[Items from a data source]

____

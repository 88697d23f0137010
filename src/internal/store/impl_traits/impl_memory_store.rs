use std::collections::HashMap;
use std::io::{self, Cursor};
use std::sync::{Arc, Mutex};

use async_trait::async_trait;
use bytes::{Bytes, BytesMut};

use crate::internal::store::structs::MemorySegmentStore;
use crate::internal::store::traits::{ArtifactReader, ArtifactWriter, SegmentStore};

/// 内存产物写入端：finish 时才把缓冲提交进存储。
struct MemoryArtifactWriter {
    index: usize,
    buf: BytesMut,
    artifacts: Arc<Mutex<HashMap<usize, Bytes>>>,
}

fn poisoned() -> io::Error {
    io::Error::other("内存分段存储的锁已中毒")
}

#[async_trait]
impl ArtifactWriter for MemoryArtifactWriter {
    async fn write_chunk(&mut self, chunk: &[u8]) -> io::Result<()> {
        self.buf.extend_from_slice(chunk);
        Ok(())
    }

    async fn finish(self: Box<Self>) -> io::Result<u64> {
        let Self { index, buf, artifacts } = *self;
        let written = buf.len() as u64;
        artifacts
            .lock()
            .map_err(|_| poisoned())?
            .insert(index, buf.freeze());
        Ok(written)
    }
}

#[async_trait]
impl SegmentStore for MemorySegmentStore {
    async fn create(&self, index: usize) -> io::Result<Box<dyn ArtifactWriter>> {
        // 覆盖语义：旧产物在新写入端 finish 之前先移除
        self.artifacts.lock().map_err(|_| poisoned())?.remove(&index);
        Ok(Box::new(MemoryArtifactWriter {
            index,
            buf: BytesMut::new(),
            artifacts: Arc::clone(&self.artifacts),
        }))
    }

    async fn open(&self, index: usize) -> io::Result<ArtifactReader> {
        let data = self
            .artifacts
            .lock()
            .map_err(|_| poisoned())?
            .get(&index)
            .cloned()
            .ok_or_else(|| {
                io::Error::new(
                    io::ErrorKind::NotFound,
                    format!("分段 {} 的产物不存在", index),
                )
            })?;
        Ok(Box::new(Cursor::new(data)))
    }

    async fn remove(&self, index: usize) -> io::Result<()> {
        self.artifacts.lock().map_err(|_| poisoned())?.remove(&index);
        Ok(())
    }
}
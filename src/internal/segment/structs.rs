pub mod plan_error;
pub mod segment;

pub use plan_error::PlanError;
pub use segment::Segment;
use std::path::{Path, PathBuf};
use std::sync::Arc;

use tokio::sync::RwLock;

/// 磁盘分段存储：每个分段一个临时文件。
///
/// 文件名形如 `.{name}.{job_id}.seg{index}.part`，job_id 每次下载唯一，
/// 同时跑两个下载到同一目录也不会互相覆盖。
#[derive(Debug, Clone)]
pub struct DiskSegmentStore {
    pub(crate) dir: PathBuf,
    pub(crate) prefix: String,
    /// 创建产物时持读锁，删除时取写锁
    pub(crate) create_gate: Arc<RwLock<()>>,
}

impl DiskSegmentStore {
    /// `dir` 为临时文件目录，`name` 一般取目标文件名，`job_id` 为本次下载的唯一标识。
    pub fn new(dir: impl AsRef<Path>, name: &str, job_id: &str) -> Self {
        Self {
            dir: dir.as_ref().to_path_buf(),
            prefix: format!(".{}.{}", name, job_id),
            create_gate: Arc::new(RwLock::new(())),
        }
    }

    /// 分段 `index` 对应的临时文件路径。
    pub fn artifact_path(&self, index: usize) -> PathBuf {
        self.dir.join(format!("{}.seg{}.part", self.prefix, index))
    }
}
//! 分段领域模块：分段结构体与纯函数规划器。

pub mod functions;
pub mod structs;
use std::io;
use std::path::PathBuf;
use std::sync::Arc;

use async_trait::async_trait;
use tokio::fs::{self, File};
use tokio::io::{AsyncWriteExt, BufWriter};
use tokio::task;

use crate::internal::store::structs::DiskSegmentStore;
use crate::internal::store::traits::{ArtifactReader, ArtifactWriter, SegmentStore};

/// 磁盘产物写入端：带缓冲的临时文件。
struct DiskArtifactWriter {
    file: BufWriter<File>,
    written: u64,
}

#[async_trait]
impl ArtifactWriter for DiskArtifactWriter {
    async fn write_chunk(&mut self, chunk: &[u8]) -> io::Result<()> {
        self.file.write_all(chunk).await?;
        self.written += chunk.len() as u64;
        Ok(())
    }

    async fn finish(mut self: Box<Self>) -> io::Result<u64> {
        self.file.flush().await?;
        self.file.get_mut().sync_data().await?;
        Ok(self.written)
    }
}

#[async_trait]
impl SegmentStore for DiskSegmentStore {
    /// 文件在阻塞线程上创建，调用方任务被中止后创建仍会完成；
    /// 读锁随创建一起释放，`remove` 据此等到在途的创建结束再删除。
    async fn create(&self, index: usize) -> io::Result<Box<dyn ArtifactWriter>> {
        let path: PathBuf = self.artifact_path(index);
        let guard = Arc::clone(&self.create_gate).read_owned().await;
        let file = task::spawn_blocking(move || {
            let _guard = guard;
            std::fs::File::create(path)
        })
        .await
        .map_err(io::Error::other)??;

        Ok(Box::new(DiskArtifactWriter {
            file: BufWriter::new(File::from_std(file)),
            written: 0,
        }))
    }

    async fn open(&self, index: usize) -> io::Result<ArtifactReader> {
        let file = File::open(self.artifact_path(index)).await?;
        Ok(Box::new(file))
    }

    async fn remove(&self, index: usize) -> io::Result<()> {
        let _gate = self.create_gate.write().await;
        match fs::remove_file(self.artifact_path(index)).await {
            Err(e) if e.kind() == io::ErrorKind::NotFound => Ok(()),
            other => other,
        }
    }
}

____

## Work required
Search the records for the word "HashMap", then list every line that has it.

## Problem solution
use std::collections::HashMap;
    artifacts: Arc<Mutex<HashMap<usize, Bytes>>>,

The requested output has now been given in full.